(Stored data entries)
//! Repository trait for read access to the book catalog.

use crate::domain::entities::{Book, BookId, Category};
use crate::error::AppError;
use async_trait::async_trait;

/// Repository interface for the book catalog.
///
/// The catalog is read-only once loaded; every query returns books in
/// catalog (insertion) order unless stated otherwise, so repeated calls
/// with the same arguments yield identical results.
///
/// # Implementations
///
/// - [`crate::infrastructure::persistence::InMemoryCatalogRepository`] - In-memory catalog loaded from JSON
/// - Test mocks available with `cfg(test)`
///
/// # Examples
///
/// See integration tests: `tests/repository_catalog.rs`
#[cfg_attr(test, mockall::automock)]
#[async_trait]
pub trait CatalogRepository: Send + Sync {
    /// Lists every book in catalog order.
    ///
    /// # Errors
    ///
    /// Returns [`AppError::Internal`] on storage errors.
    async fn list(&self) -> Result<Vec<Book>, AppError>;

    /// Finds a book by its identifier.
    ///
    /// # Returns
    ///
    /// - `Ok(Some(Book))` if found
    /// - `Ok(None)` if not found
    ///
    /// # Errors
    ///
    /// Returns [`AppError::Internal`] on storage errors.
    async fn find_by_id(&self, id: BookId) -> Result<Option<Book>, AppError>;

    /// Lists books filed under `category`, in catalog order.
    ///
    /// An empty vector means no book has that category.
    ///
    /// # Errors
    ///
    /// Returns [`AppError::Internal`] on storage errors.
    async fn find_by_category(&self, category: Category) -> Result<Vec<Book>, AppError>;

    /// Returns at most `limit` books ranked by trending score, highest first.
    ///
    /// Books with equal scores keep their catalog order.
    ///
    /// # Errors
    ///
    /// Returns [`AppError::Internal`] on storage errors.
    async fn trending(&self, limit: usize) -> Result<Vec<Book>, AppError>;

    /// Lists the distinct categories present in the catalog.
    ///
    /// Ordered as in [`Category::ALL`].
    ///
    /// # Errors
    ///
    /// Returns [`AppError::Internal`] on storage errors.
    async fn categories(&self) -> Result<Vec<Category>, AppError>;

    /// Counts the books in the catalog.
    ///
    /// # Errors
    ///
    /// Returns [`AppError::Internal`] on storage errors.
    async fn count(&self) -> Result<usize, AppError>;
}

» What to do: Restate the data exactly, keeping every line intact.

» Exercise answer:
//! Repository trait for read access to the book catalog.

use crate::domain::entities::{Book, BookId, Category};
use crate::error::AppError;
use async_trait::async_trait;

/// Repository interface for the book catalog.
///
/// The catalog is read-only once loaded; every query returns books in
/// catalog (insertion) order unless stated otherwise, so repeated calls
/// with the same arguments yield identical results.
///
/// # Implementations
///
/// - [`crate::infrastructure::persistence::InMemoryCatalogRepository`] - In-memory catalog loaded from JSON
/// - Test mocks available with `cfg(test)`
///
/// # Examples
///
/// See integration tests: `tests/repository_catalog.rs`
#[cfg_attr(test, mockall::automock)]
#[async_trait]
pub trait CatalogRepository: Send + Sync {
    /// Lists every book in catalog order.
    ///
    /// # Errors
    ///
    /// Returns [`AppError::Internal`] on storage errors.
    async fn list(&self) -> Result<Vec<Book>, AppError>;

    /// Finds a book by its identifier.
    ///
    /// # Returns
    ///
    /// - `Ok(Some(Book))` if found
    /// - `Ok(None)` if not found
    ///
    /// # Errors
    ///
    /// Returns [`AppError::Internal`] on storage errors.
    async fn find_by_id(&self, id: BookId) -> Result<Option<Book>, AppError>;

    /// Lists books filed under `category`, in catalog order.
    ///
    /// An empty vector means no book has that category.
    ///
    /// # Errors
    ///
    /// Returns [`AppError::Internal`] on storage errors.
    async fn find_by_category(&self, category: Category) -> Result<Vec<Book>, AppError>;

    /// Returns at most `limit` books ranked by trending score, highest first.
    ///
    /// Books with equal scores keep their catalog order.
    ///
    /// # Errors
    ///
    /// Returns [`AppError::Internal`] on storage errors.
    async fn trending(&self, limit: usize) -> Result<Vec<Book>, AppError>;

    /// Lists the distinct categories present in the catalog.
    ///
    /// Ordered as in [`Category::ALL`].
    ///
    /// # Errors
    ///
    /// Returns [`AppError::Internal`] on storage errors.
    async fn categories(&self) -> Result<Vec<Category>, AppError>;

    /// Counts the books in the catalog.
    ///
    /// # Errors
    ///
    /// Returns [`AppError::Internal`] on storage errors.
    async fn count(&self) -> Result<usize, AppError>;
}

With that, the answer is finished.